Modifying Without a Trace: High-level Audit Guidelines are Inadequate for Electronic Health Record Audit Mechanisms

J. King, B. Smith, L. Williams, "Modifying Without a Trace: General Audit Guidelines are Inadequate for Electronic Health Record Audit Mechanisms", Proceedings of the International Health Informatics Symposium (IHI 2012), pp. 305-314, 2012.
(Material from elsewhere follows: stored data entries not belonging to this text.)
use std::fmt::Display;

use console::{style, StyledObject};

/// Shorthands over `console::style` used by the card and overview renderers.
pub fn bright(text: impl Display) -> StyledObject<String> {
    style(text.to_string()).bright()
}

pub fn dim(text: impl Display) -> StyledObject<String> {
    style(text.to_string()).dim()
}

pub fn cyan(text: impl Display) -> StyledObject<String> {
    style(text.to_string()).cyan()
}

pub fn magenta_bold(text: impl Display) -> StyledObject<String> {
    style(text.to_string()).magenta().bold()
}

/// Severity accents for the pipeline summary line.
pub fn passing(text: impl Display) -> StyledObject<String> {
    style(text.to_string()).bright().green()
}

pub fn running(text: impl Display) -> StyledObject<String> {
    style(text.to_string()).bright().yellow()
}

pub fn failing(text: impl Display) -> StyledObject<String> {
    style(text.to_string()).bright().red()
}
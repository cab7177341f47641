mod activity;
mod client;
mod milestones;
mod pipelines;
mod types;

pub use client::{GitLabClient, ServerVersion};
pub use types::{
    CommitRecord, DeploymentRecord, Environment, Issue, IssueWeights, Job, Milestone,
    MilestoneRecord, MilestoneState, PipelineRecord, PipelineStatus, TestReport,
};
/// GitLab private token.
///
/// Wrapped so the secret never leaks through `Debug` output or log lines.
#[derive(Clone)]
pub struct Token(String);

impl Token {
    pub fn as_str(&self) -> &str {
        &self.0
    }
}

impl From<&str> for Token {
    fn from(value: &str) -> Self {
        Self(value.to_string())
    }
}

impl From<String> for Token {
    fn from(value: String) -> Self {
        Self(value)
    }
}

impl std::fmt::Debug for Token {
    fn fmt(&self, f: &mut std::fmt::Formatter<'_>) -> std::fmt::Result {
        f.write_str("Token(*redacted*)")
    }
}
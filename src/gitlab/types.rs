use chrono::{DateTime, NaiveDate, Utc};
use serde::{Deserialize, Deserializer, Serialize};

/// Final status of a pipeline run.
///
/// Anything the server reports outside the known set (e.g. `skipped`,
/// `created`) collapses into `Unknown` rather than failing deserialization.
#[derive(Debug, Clone, Copy, PartialEq, Eq, Serialize, Deserialize)]
#[serde(rename_all = "lowercase")]
pub enum PipelineStatus {
    Success,
    Failed,
    Running,
    Manual,
    Canceled,
    #[serde(other)]
    Unknown,
}

impl PipelineStatus {
    pub fn as_str(&self) -> &'static str {
        match self {
            Self::Success => "success",
            Self::Failed => "failed",
            Self::Running => "running",
            Self::Manual => "manual",
            Self::Canceled => "canceled",
            Self::Unknown => "unknown",
        }
    }
}

/// Pipeline list item as returned by `/projects/:id/pipelines`.
///
/// The list endpoint carries no duration/coverage; those come from the
/// per-pipeline detail request.
#[derive(Debug, Clone, Deserialize)]
pub struct Pipeline {
    pub id: u64,
    pub status: PipelineStatus,
    #[serde(rename = "ref")]
    pub ref_: String,
    #[serde(default)]
    pub sha: String,
    #[serde(default)]
    pub web_url: String,
    pub created_at: Option<DateTime<Utc>>,
}

/// Detail fields from `/projects/:id/pipelines/:pipeline_id`.
#[derive(Debug, Clone, Deserialize)]
pub struct PipelineDetail {
    #[serde(default, deserialize_with = "lenient_f64")]
    pub coverage: Option<f64>,
    #[serde(default)]
    pub duration: Option<f64>,
}

/// Summary counts from `/projects/:id/pipelines/:pipeline_id/test_report`.
#[derive(Debug, Clone, Default, Serialize, Deserialize)]
pub struct TestReport {
    #[serde(default)]
    pub total_time: f64,
    #[serde(default)]
    pub total_count: u64,
    #[serde(default)]
    pub success_count: u64,
    #[serde(default)]
    pub failed_count: u64,
    #[serde(default)]
    pub skipped_count: u64,
    #[serde(default)]
    pub error_count: u64,
}

/// A pipeline enriched with its detail and test report, tagged with the
/// owning project. This is the record the dashboard aggregates over.
#[derive(Debug, Clone, Serialize, Deserialize)]
pub struct PipelineRecord {
    pub id: u64,
    pub project_id: u64,
    pub project_name: String,
    #[serde(rename = "ref")]
    pub ref_: String,
    pub sha: String,
    pub status: PipelineStatus,
    pub web_url: String,
    pub created_at: Option<DateTime<Utc>>,
    /// Seconds; 0 when the detail fetch failed or reported null
    pub duration: u64,
    /// Percentage; 0.0 when unknown
    pub coverage: f64,
    #[serde(flatten)]
    pub test_report: TestReport,
}

/// A repository commit tagged with the owning project.
#[derive(Debug, Clone, Serialize, Deserialize)]
pub struct CommitRecord {
    #[serde(default)]
    pub project_id: u64,
    pub short_id: String,
    #[serde(default)]
    pub title: String,
    pub author_name: String,
    pub created_at: DateTime<Utc>,
}

#[derive(Debug, Clone, Serialize, Deserialize)]
pub struct Environment {
    pub name: String,
}

/// A deployment tagged with the owning project.
#[derive(Debug, Clone, Serialize, Deserialize)]
pub struct DeploymentRecord {
    #[serde(default)]
    pub project_id: u64,
    pub id: u64,
    pub status: String,
    pub environment: Environment,
    pub created_at: DateTime<Utc>,
}

#[derive(Debug, Clone, Copy, PartialEq, Eq, Serialize, Deserialize)]
#[serde(rename_all = "lowercase")]
pub enum MilestoneState {
    Active,
    Closed,
    #[serde(other)]
    Unknown,
}

/// A group milestone ("sprint").
#[derive(Debug, Clone, Serialize, Deserialize)]
pub struct Milestone {
    pub id: u64,
    pub title: String,
    pub state: MilestoneState,
    pub start_date: Option<NaiveDate>,
    pub due_date: Option<NaiveDate>,
}

/// An issue attached to a milestone.
#[derive(Debug, Clone, Serialize, Deserialize)]
pub struct Issue {
    pub id: u64,
    #[serde(default)]
    pub title: String,
    pub state: String,
    /// Null weights count as zero
    #[serde(default)]
    pub weight: Option<u64>,
    #[serde(default)]
    pub labels: Vec<String>,
    pub created_at: Option<DateTime<Utc>>,
    pub updated_at: Option<DateTime<Utc>>,
}

impl Issue {
    pub fn weight_or_zero(&self) -> u64 {
        self.weight.unwrap_or(0)
    }
}

/// A selected milestone with its issue list attached.
#[derive(Debug, Clone, Serialize, Deserialize)]
pub struct MilestoneRecord {
    #[serde(flatten)]
    pub milestone: Milestone,
    pub issues: Vec<Issue>,
}

impl MilestoneRecord {
    /// Total vs closed issue weight. Null weights count as zero.
    pub fn weights(&self) -> IssueWeights {
        let mut weights = IssueWeights::default();
        for issue in &self.issues {
            let weight = issue.weight_or_zero();
            weights.total += weight;
            if issue.state == "closed" {
                weights.closed += weight;
            }
        }
        weights
    }
}

/// A job within a pipeline, from the scoped job endpoints.
#[derive(Debug, Clone, Serialize, Deserialize)]
pub struct Job {
    pub id: u64,
    pub name: String,
    pub status: String,
    #[serde(default)]
    pub stage: String,
}

/// Total vs closed issue weight for a group query.
#[derive(Debug, Clone, Default, PartialEq, Eq, Serialize, Deserialize)]
pub struct IssueWeights {
    pub total: u64,
    pub closed: u64,
}

/// GitLab reports pipeline coverage as a number, a numeric string, or null
/// depending on version and project settings. Normalize all three.
fn lenient_f64<'de, D>(deserializer: D) -> Result<Option<f64>, D::Error>
where
    D: Deserializer<'de>,
{
    #[derive(Deserialize)]
    #[serde(untagged)]
    enum Raw {
        Number(f64),
        Text(String),
        Null,
    }

    match Raw::deserialize(deserializer)? {
        Raw::Number(n) => Ok(Some(n)),
        Raw::Text(s) => Ok(s.trim().parse::<f64>().ok()),
        Raw::Null => Ok(None),
    }
}

#[cfg(test)]
mod tests {
    use super::*;

    #[test]
    fn test_pipeline_status_unknown_catch_all() {
        let status: PipelineStatus = serde_json::from_str("\"skipped\"").unwrap();
        assert_eq!(status, PipelineStatus::Unknown);

        let status: PipelineStatus = serde_json::from_str("\"success\"").unwrap();
        assert_eq!(status, PipelineStatus::Success);
    }

    #[test]
    fn test_detail_coverage_as_string() {
        let detail: PipelineDetail =
            serde_json::from_str(r#"{"coverage": "87.3", "duration": 61.0}"#).unwrap();
        assert_eq!(detail.coverage, Some(87.3));
        assert_eq!(detail.duration, Some(61.0));
    }

    #[test]
    fn test_detail_coverage_as_number() {
        let detail: PipelineDetail =
            serde_json::from_str(r#"{"coverage": 92.5, "duration": null}"#).unwrap();
        assert_eq!(detail.coverage, Some(92.5));
        assert_eq!(detail.duration, None);
    }

    #[test]
    fn test_detail_coverage_null_or_garbage() {
        let detail: PipelineDetail =
            serde_json::from_str(r#"{"coverage": null, "duration": 5}"#).unwrap();
        assert_eq!(detail.coverage, None);

        let detail: PipelineDetail =
            serde_json::from_str(r#"{"coverage": "n/a", "duration": 5}"#).unwrap();
        assert_eq!(detail.coverage, None);
    }

    #[test]
    fn test_issue_null_weight_defaults_to_zero() {
        let issue: Issue = serde_json::from_str(
            r#"{"id": 1, "state": "opened", "weight": null, "labels": ["Bug::major"]}"#,
        )
        .unwrap();
        assert_eq!(issue.weight_or_zero(), 0);
        assert_eq!(issue.labels, vec!["Bug::major"]);
    }

    #[test]
    fn test_milestone_weights_null_counts_as_zero() {
        let record: MilestoneRecord = serde_json::from_str(
            r#"{
                "id": 12, "title": "Sprint 12", "state": "active",
                "start_date": null, "due_date": null,
                "issues": [
                    {"id": 1, "state": "closed", "weight": 5, "labels": []},
                    {"id": 2, "state": "closed", "weight": null, "labels": []},
                    {"id": 3, "state": "opened", "weight": 2, "labels": []}
                ]
            }"#,
        )
        .unwrap();

        assert_eq!(record.weights(), IssueWeights { total: 7, closed: 5 });
    }

    #[test]
    fn test_test_report_missing_fields_default() {
        let report: TestReport = serde_json::from_str(r#"{"total_count": 10}"#).unwrap();
        assert_eq!(report.total_count, 10);
        assert_eq!(report.failed_count, 0);
        assert_eq!(report.total_time, 0.0);
    }
}
use log::warn;

use super::client::GitLabClient;
use super::types::{Job, Pipeline, PipelineDetail, PipelineRecord, TestReport};

/// Test reports were introduced with GitLab 13.
const TEST_REPORT_MIN_MAJOR: u32 = 13;

impl GitLabClient {
    /// All finished pipelines for a project ref within the look-back window,
    /// each enriched with its detail and test report.
    ///
    /// A failed detail or test-report sub-fetch zeroes the affected numeric
    /// fields; the pipeline record itself is always kept.
    pub async fn pipelines(&self, project_id: u64, ref_name: &str) -> Vec<PipelineRecord> {
        let endpoint = format!(
            "/projects/{project_id}/pipelines?ref={ref_name}&scope=finished&updated_after={}",
            Self::horizon()
        );
        let stubs: Vec<Pipeline> = self.get_all_pages(&endpoint).await;
        if stubs.is_empty() {
            return Vec::new();
        }

        // One name lookup per aggregation, not one per pipeline
        let project_name = self.project_name(project_id).await;

        let mut records = Vec::with_capacity(stubs.len());
        for stub in stubs {
            records.push(self.enrich(project_id, &project_name, stub, true).await);
        }
        records
    }

    /// The single most recent pipeline for a project ref, enriched with its
    /// detail. `None` when the project has no pipelines on that ref.
    pub async fn latest_pipeline(&self, project_id: u64, ref_name: &str) -> Option<PipelineRecord> {
        let endpoint = format!("/projects/{project_id}/pipelines?ref={ref_name}");
        let (stubs, _) = self.get_page::<Pipeline>(&endpoint, 1, 1).await;
        let stub = stubs.into_iter().next()?;

        let project_name = self.project_name(project_id).await;
        Some(self.enrich(project_id, &project_name, stub, false).await)
    }

    async fn enrich(
        &self,
        project_id: u64,
        project_name: &str,
        stub: Pipeline,
        with_test_report: bool,
    ) -> PipelineRecord {
        let detail: Option<PipelineDetail> = self
            .get_json(&format!("/projects/{project_id}/pipelines/{}", stub.id))
            .await;
        let (duration, coverage) = match detail {
            Some(detail) => (
                detail.duration.unwrap_or(0.0) as u64,
                detail.coverage.unwrap_or(0.0),
            ),
            None => (0, 0.0),
        };

        let test_report = if with_test_report {
            self.test_report(project_id, stub.id).await.unwrap_or_default()
        } else {
            TestReport::default()
        };

        PipelineRecord {
            id: stub.id,
            project_id,
            project_name: project_name.to_string(),
            ref_: stub.ref_,
            sha: stub.sha,
            status: stub.status,
            web_url: stub.web_url,
            created_at: stub.created_at,
            duration,
            coverage,
            test_report,
        }
    }

    /// Test report summary for a pipeline.
    ///
    /// Skipped with a warning when the server version is unknown or predates
    /// the endpoint.
    pub async fn test_report(&self, project_id: u64, pipeline_id: u64) -> Option<TestReport> {
        match self.version() {
            Some(version) if version.major >= TEST_REPORT_MIN_MAJOR => {
                self.get_json(&format!(
                    "/projects/{project_id}/pipelines/{pipeline_id}/test_report"
                ))
                .await
            }
            Some(version) => {
                warn!(
                    "GitLab version ({}) does not support the test_report endpoint",
                    version.raw
                );
                None
            }
            None => {
                warn!("GitLab version unknown; skipping test report for pipeline {pipeline_id}");
                None
            }
        }
    }

    /// Jobs currently pending, running, or waiting on manual action.
    pub async fn active_jobs(&self, project_id: u64, pipeline_id: u64) -> Vec<Job> {
        self.get_json(&format!(
            "/projects/{project_id}/pipelines/{pipeline_id}/jobs?scope[]=pending&scope[]=running&scope[]=manual"
        ))
        .await
        .unwrap_or_default()
    }

    /// Jobs that failed or were canceled.
    pub async fn inactive_jobs(&self, project_id: u64, pipeline_id: u64) -> Vec<Job> {
        self.get_json(&format!(
            "/projects/{project_id}/pipelines/{pipeline_id}/jobs?scope[]=failed&scope[]=canceled"
        ))
        .await
        .unwrap_or_default()
    }
}
mod auth;
mod cache;
mod cli;
mod config;
mod dashboard;
mod error;
mod gitlab;
mod output;
mod overview;
mod status;

use anyhow::Result;
use clap::Parser;
use cli::Cli;
use log::info;

#[tokio::main]
async fn main() -> Result<()> {
    env_logger::init();

    output::print_banner();

    let cli = Cli::parse();
    info!("Starting pipewatch");
    cli.execute().await?;

    Ok(())
}
use std::sync::Arc;
use std::time::Duration;

use log::info;

use crate::cache::RefreshCache;
use crate::config::{Config, ProjectRef};
use crate::error::Result;
use crate::gitlab::{CommitRecord, DeploymentRecord, GitLabClient, MilestoneRecord, PipelineRecord};

/// Cached cross-project dashboard data.
///
/// Merges per-project aggregations behind two cache tiers: a short one for
/// pipelines, commits, and deployments, and an hourly one for milestones,
/// which change rarely and cost the most API calls. Projects are fetched
/// sequentially; one project failing its fetch contributes no records but
/// never suppresses the others.
pub struct Dashboard {
    client: Arc<GitLabClient>,
    group_id: u64,
    milestone_filter: String,
    projects: Vec<ProjectRef>,
    short: RefreshCache,
    hourly: RefreshCache,
}

impl Dashboard {
    /// # Errors
    ///
    /// Returns a configuration error when no projects or group are
    /// configured; the dashboard would have nothing to show.
    pub fn new(client: Arc<GitLabClient>, config: &Config) -> Result<Self> {
        config.validate()?;

        Ok(Self {
            client,
            group_id: config.gitlab.group_id.unwrap_or_default(),
            milestone_filter: config.gitlab.milestone_filter.clone(),
            projects: config.gitlab.projects.clone(),
            short: RefreshCache::new(Duration::from_secs(config.refresh.short_ttl_secs)),
            hourly: RefreshCache::new(Duration::from_secs(config.refresh.hourly_ttl_secs)),
        })
    }

    pub fn projects(&self) -> &[ProjectRef] {
        &self.projects
    }

    pub fn group_id(&self) -> u64 {
        self.group_id
    }

    /// Finished pipelines across all watched projects, from the short tier.
    pub async fn pipeline_data(&self) -> Result<Vec<PipelineRecord>> {
        self.short
            .get_or_refresh("pipelines", || async {
                info!("Composing pipeline data");
                let mut records = Vec::new();
                for project in &self.projects {
                    records.extend(self.client.pipelines(project.id, &project.ref_name).await);
                }
                info!("Finished composing pipeline data ({} records)", records.len());
                Ok(records)
            })
            .await
    }

    /// Commits across all watched projects, from the short tier.
    pub async fn commit_data(&self) -> Result<Vec<CommitRecord>> {
        self.short
            .get_or_refresh("commits", || async {
                info!("Composing commit data");
                let mut records = Vec::new();
                for project in &self.projects {
                    records.extend(self.client.commits(project.id, &project.ref_name).await);
                }
                info!("Finished composing commit data ({} records)", records.len());
                Ok(records)
            })
            .await
    }

    /// Successful deployments across all watched projects, from the short tier.
    pub async fn deployment_data(&self) -> Result<Vec<DeploymentRecord>> {
        self.short
            .get_or_refresh("deployments", || async {
                info!("Composing deployment data");
                let mut records = Vec::new();
                for project in &self.projects {
                    records.extend(self.client.deployments(project.id).await);
                }
                info!(
                    "Finished composing deployment data ({} records)",
                    records.len()
                );
                Ok(records)
            })
            .await
    }

    /// Recent group milestones with their issues, from the hourly tier.
    pub async fn milestone_data(&self) -> Result<Vec<MilestoneRecord>> {
        self.hourly
            .get_or_refresh("milestones", || async {
                info!("Composing milestone data");
                let records = self
                    .client
                    .milestones(self.group_id, &self.milestone_filter)
                    .await;
                info!(
                    "Finished composing milestone data ({} milestones)",
                    records.len()
                );
                Ok(records)
            })
            .await
    }
}
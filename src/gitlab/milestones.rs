use chrono::{NaiveDate, Utc};

use super::client::GitLabClient;
use super::types::{Issue, Milestone, MilestoneRecord, MilestoneState};

/// How many recent milestones the dashboard shows.
const MILESTONE_WINDOW: usize = 5;

impl GitLabClient {
    /// The most recent milestones matching the title filter, each with its
    /// issue list attached.
    ///
    /// Keeps only milestones that are active today or already closed, sorts
    /// by title, and takes the greatest [`MILESTONE_WINDOW`] in that order.
    /// Milestones without any issues are dropped.
    pub async fn milestones(&self, group_id: u64, filter: &str) -> Vec<MilestoneRecord> {
        let all: Vec<Milestone> = self
            .get_all_pages(&format!("/groups/{group_id}/milestones?search={filter}"))
            .await;

        let selected = select_recent(all, Utc::now().date_naive());

        let mut records = Vec::with_capacity(selected.len());
        for milestone in selected {
            let issues: Vec<Issue> = self
                .get_all_pages(&format!(
                    "/groups/{group_id}/milestones/{}/issues",
                    milestone.id
                ))
                .await;
            if !issues.is_empty() {
                records.push(MilestoneRecord { milestone, issues });
            }
        }
        records
    }
}

/// Milestone selection: retain active-today or closed milestones, order by
/// title, keep the lexicographically greatest [`MILESTONE_WINDOW`].
///
/// The title sort stands in for chronological sprint ordering; it holds only
/// while the naming convention sorts monotonically (zero-padded numbering).
pub(crate) fn select_recent(milestones: Vec<Milestone>, today: NaiveDate) -> Vec<Milestone> {
    let mut kept: Vec<Milestone> = milestones
        .into_iter()
        .filter(|milestone| is_current_or_closed(milestone, today))
        .collect();
    kept.sort_by(|a, b| a.title.cmp(&b.title));

    let skip = kept.len().saturating_sub(MILESTONE_WINDOW);
    kept.split_off(skip)
}

fn is_current_or_closed(milestone: &Milestone, today: NaiveDate) -> bool {
    if milestone.state == MilestoneState::Closed {
        return true;
    }
    // Missing dates make a milestone neither startable nor due; skip it
    match (milestone.start_date, milestone.due_date) {
        (Some(start), Some(due)) => start <= today && today <= due,
        _ => false,
    }
}

#[cfg(test)]
mod tests {
    use super::super::client::tests::test_client;
    use super::*;
    use serde_json::json;

    fn milestone(id: u64, title: &str, state: MilestoneState, window: Option<(&str, &str)>) -> Milestone {
        let parse = |s: &str| NaiveDate::parse_from_str(s, "%Y-%m-%d").unwrap();
        Milestone {
            id,
            title: title.to_string(),
            state,
            start_date: window.map(|(start, _)| parse(start)),
            due_date: window.map(|(_, due)| parse(due)),
        }
    }

    fn today() -> NaiveDate {
        NaiveDate::parse_from_str("2026-08-24", "%Y-%m-%d").unwrap()
    }

    #[test]
    fn test_select_drops_upcoming_milestones() {
        let milestones = vec![
            milestone(1, "Sprint 01", MilestoneState::Closed, Some(("2026-06-01", "2026-06-14"))),
            milestone(2, "Sprint 02", MilestoneState::Active, Some(("2026-08-17", "2026-08-30"))),
            milestone(3, "Sprint 03", MilestoneState::Active, Some(("2026-09-01", "2026-09-14"))),
        ];

        let selected = select_recent(milestones, today());
        let titles: Vec<&str> = selected.iter().map(|m| m.title.as_str()).collect();
        assert_eq!(titles, vec!["Sprint 01", "Sprint 02"]);
    }

    #[test]
    fn test_select_keeps_greatest_five_in_sorted_order() {
        let mut milestones: Vec<Milestone> = (1..=8)
            .map(|n| {
                milestone(n, &format!("Sprint {n:02}"), MilestoneState::Closed, None)
            })
            .collect();
        // Shuffle the input ordering a little
        milestones.reverse();

        let selected = select_recent(milestones, today());
        let titles: Vec<&str> = selected.iter().map(|m| m.title.as_str()).collect();
        assert_eq!(
            titles,
            vec!["Sprint 04", "Sprint 05", "Sprint 06", "Sprint 07", "Sprint 08"]
        );
    }

    #[test]
    fn test_select_active_without_dates_is_dropped() {
        let milestones = vec![
            milestone(1, "Sprint 01", MilestoneState::Active, None),
            milestone(2, "Sprint 02", MilestoneState::Closed, None),
        ];

        let selected = select_recent(milestones, today());
        assert_eq!(selected.len(), 1);
        assert_eq!(selected[0].title, "Sprint 02");
    }

    #[tokio::test]
    async fn test_milestones_attach_issues_and_drop_empty() {
        let mut server = mockito::Server::new_async().await;
        let client = test_client(&mut server, "16.0.1").await;

        server
            .mock("GET", "/groups/7/milestones?search=Sprint&page=1&per_page=100")
            .with_status(200)
            .with_body(
                json!([
                    {"id": 11, "title": "Sprint 11", "state": "closed",
                     "start_date": "2026-07-20", "due_date": "2026-08-02"},
                    {"id": 12, "title": "Sprint 12", "state": "active",
                     "start_date": "2000-01-01", "due_date": "2099-12-31"}
                ])
                .to_string(),
            )
            .create_async()
            .await;
        server
            .mock("GET", "/groups/7/milestones/11/issues?page=1&per_page=100")
            .with_status(200)
            .with_body("[]")
            .create_async()
            .await;
        server
            .mock("GET", "/groups/7/milestones/12/issues?page=1&per_page=100")
            .with_status(200)
            .with_body(
                json!([
                    {"id": 900, "state": "closed", "weight": 3, "labels": []},
                    {"id": 901, "state": "opened", "weight": null, "labels": ["Bug::major"]}
                ])
                .to_string(),
            )
            .create_async()
            .await;

        let records = client.milestones(7, "Sprint").await;
        assert_eq!(records.len(), 1);
        assert_eq!(records[0].milestone.title, "Sprint 12");
        assert_eq!(records[0].issues.len(), 2);
    }
}
pub mod convert;
pub mod extract;
pub mod load;
pub mod materialize;
pub mod pipeline;
pub mod table;

pub use convert::{convert_column, convert_dataset, convert_dataset_copy, ConvertError};
pub use extract::{extract_dataset, fetch_remote_table, parse_delimited};
pub use load::{load_credentials, upload_rows, Credentials};
pub use materialize::{load_parquet, save_parquet};
pub use pipeline::{run_pipeline, Config};
pub use table::{Column, ColumnValues, Dataset, ValueKind};

use snafu::Snafu;

#[non_exhaustive]
#[derive(Debug, Snafu)]
#[snafu(visibility(pub(crate)))]
pub enum Error {
    #[snafu(display("{}", message))]
    Validation { message: String },

    #[snafu(display("{}", source))]
    Configuration { source: convert::ConvertError },

    #[snafu(display("Error fetching {}: {}", url, source))]
    Transport { source: reqwest::Error, url: String },

    #[snafu(display("Remote source returned status {} for {}", status, url))]
    TransportStatus { status: u16, url: String },

    #[snafu(display("{}", message))]
    Credentials { message: String },

    #[snafu(display("Upload allows at most {} rows, dataset has {}", max_rows, row_count))]
    RowLimit { row_count: usize, max_rows: usize },

    #[snafu(display("No rows left to upload after truncation"))]
    EmptyDataset {},

    #[snafu(display("Error reading file {}: {}", filename, source))]
    Io {
        source: std::io::Error,
        filename: String,
    },

    #[snafu(display("Error reading CSV: {}", source))]
    Csv { source: csv::Error },

    #[snafu(display("{}{}", message, source))]
    Rusqlite {
        source: rusqlite::Error,
        message: String,
    },

    #[snafu(display("Postgres Error: {}", source))]
    Postgres { source: postgres::Error },

    #[snafu(display("{}", source))]
    Parquet {
        source: parquet::errors::ParquetError,
    },

    #[snafu(display("{}", source))]
    Arrow { source: arrow::error::ArrowError },

    #[snafu(display("{}", message))]
    Materialize { message: String },
}

pub type Result<T, E = Error> = std::result::Result<T, E>;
Without adequate audit mechanisms, electronic health record (EHR) systems remain vulnerable to undetected misuse. Users could modify or delete protected health information without these actions being traceable. The objective of this paper is to assess electronic health record audit mechanisms to determine the current degree of auditing for non-repudiation and determine if high-level audit guidelines adequately address non-repudiation. We qualitatively assess three open-source EHR systems. In our high-level analysis, we derive a set of 16 non-specific auditable event types that affect non-repudiation. We find that the EHR systems audit an average of 12.5% of non-specific event types. In our lower-level analysis, we generate 58 black-box test cases based on specific auditable events derived from the Certification Commission for Health Information certification criteria. We find that only 4.02% of these test executions pass. Additionally, 20% of tests fail in all three EHR systems on actions including the modification of patient demographics, assignment of user privileges, and change of user passwords. The ambiguous nature of non-specific auditable event types may explain the overall inadequacy of auditing for non-repudiation. EHR system developers should focus on specific auditable events for managing protected health information instead of non-specific auditable event types derived from generalized guidelines.